2024 song by Armin van Buuren

"Larger than Life" is a song recorded by Dutch DJ Armin van Buuren and Dutch indie pop band Chef'Special. It was the anthem for the UEFA EURO 2024 campaign of the Netherlands national football team.

== Background and release==
Recording for the song began in January 2024. During the initial sessions, Armin van Buuren and Chef'Special weren't satisfied, so a new version was created, which ultimately became the final single. The song was partially recorded during a Chef'Special's camp held concurrently with the Dutch national team's training camp in Zeist. As a result, the players, led by captain Virgil van Dijk, can be heard clapping and providing backing vocals on the track.

Chef'Special declared about the song:

We wrote ‘Larger Than Life’ from the desire to spark a fire. It’s about the journey that hopefully leads to greatness, meaning something that’s bigger than ourselves. That process and that type of belief in one another can lift you up and make you feel larger than life. When we combine our strengths and connect as human beings, there’s nothing we’re incapable of.
— Chef'Special, talking about the release

I thoroughly enjoyed working with Chef’Special and the Dutch men’s national football team for ‘Larger than Life. Our track embodies the faith required to make dreams come true and I hope its euphoric and positive tone will inspire everyone listening to the track. Let’s achieve greatness!
— Armin van Buuren, talking about the release

‘Larger than Life’ is also the first record since 1988 to feature the musical contributions of the players of the Dutch men's national football team. Ronald Koeman, the head coach of the Netherlands’ men's team, adds:

Back in 1988, I was an international player myself and among the many who featured on André Hazes’ classic song. Not only was it fun to do, but it also instilled a strong sense of togetherness. I heard from the players that they too enjoyed contributing to the song. I feel it’s a great track and I hope it helps to get the entire country behind the team this summer.
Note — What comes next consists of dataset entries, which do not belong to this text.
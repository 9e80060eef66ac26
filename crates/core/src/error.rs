//! Domain error model.

use thiserror::Error;

/// Result type used across the domain layer.
pub type DomainResult<T> = Result<T, DomainError>;

/// Domain-level error.
///
/// Keep this focused on deterministic, business/domain failures (lookups,
/// stock checks, validation, conflicts). Console and IO concerns belong elsewhere.
#[derive(Debug, Error, Clone, PartialEq)]
pub enum DomainError {
    /// No item is stored under the requested name.
    #[error("item not found: {0}")]
    ItemNotFound(String),

    /// A sale asked for more units than are in stock.
    #[error("insufficient quantity of {name}: requested {requested}, available {available}")]
    InsufficientQuantity {
        name: String,
        requested: u32,
        available: u32,
    },

    /// A value failed validation (e.g. blank name, negative price).
    #[error("validation failed: {0}")]
    Validation(String),

    /// A conflict occurred (e.g. a name that is already taken).
    #[error("conflict: {0}")]
    Conflict(String),
}

impl DomainError {
    pub fn not_found(name: impl Into<String>) -> Self {
        Self::ItemNotFound(name.into())
    }

    pub fn insufficient(name: impl Into<String>, requested: u32, available: u32) -> Self {
        Self::InsufficientQuantity {
            name: name.into(),
            requested,
            available,
        }
    }

    pub fn validation(msg: impl Into<String>) -> Self {
        Self::Validation(msg.into())
    }

    pub fn conflict(msg: impl Into<String>) -> Self {
        Self::Conflict(msg.into())
    }

    pub fn is_not_found(&self) -> bool {
        matches!(self, Self::ItemNotFound(_))
    }
}

#[cfg(test)]
mod tests {
    use super::*;

    #[test]
    fn insufficient_quantity_message_names_both_counts() {
        let err = DomainError::insufficient("Widget", 100, 6);
        assert_eq!(
            err.to_string(),
            "insufficient quantity of Widget: requested 100, available 6"
        );
    }

    #[test]
    fn not_found_is_detectable() {
        assert!(DomainError::not_found("Gadget").is_not_found());
        assert!(!DomainError::validation("bad").is_not_found());
    }
}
With the support of our fans and the entire country, I believe in a successful European Championship.
— Ronald Koeman, talking about ‘Larger than Life’

==Music video==
A music video to accompany the release of "Larger than Life" was first released onto YouTube on 15 June 2024 at a total length of two minutes and fifty-eight seconds.

== Track listing ==

Digital download
| No. | Title | Length |
|---|---|---|
| 1. | "Larger than Life" | 2:55 |
| 2. | "Larger than Life" (extended mix) | 4:36 |

== Charts ==

| Chart (2024) | Peak position |
|---|---|
| Netherlands (Dutch Top 40) | 19 |
| Netherlands (Single Top 100) | 36 |

==Certifications==

| Region | Certification | Certified units/sales |
| Netherlands (NVPI) | Gold | 46,500^{‡} |
^{‡} Sales+streaming figures based on certification alone.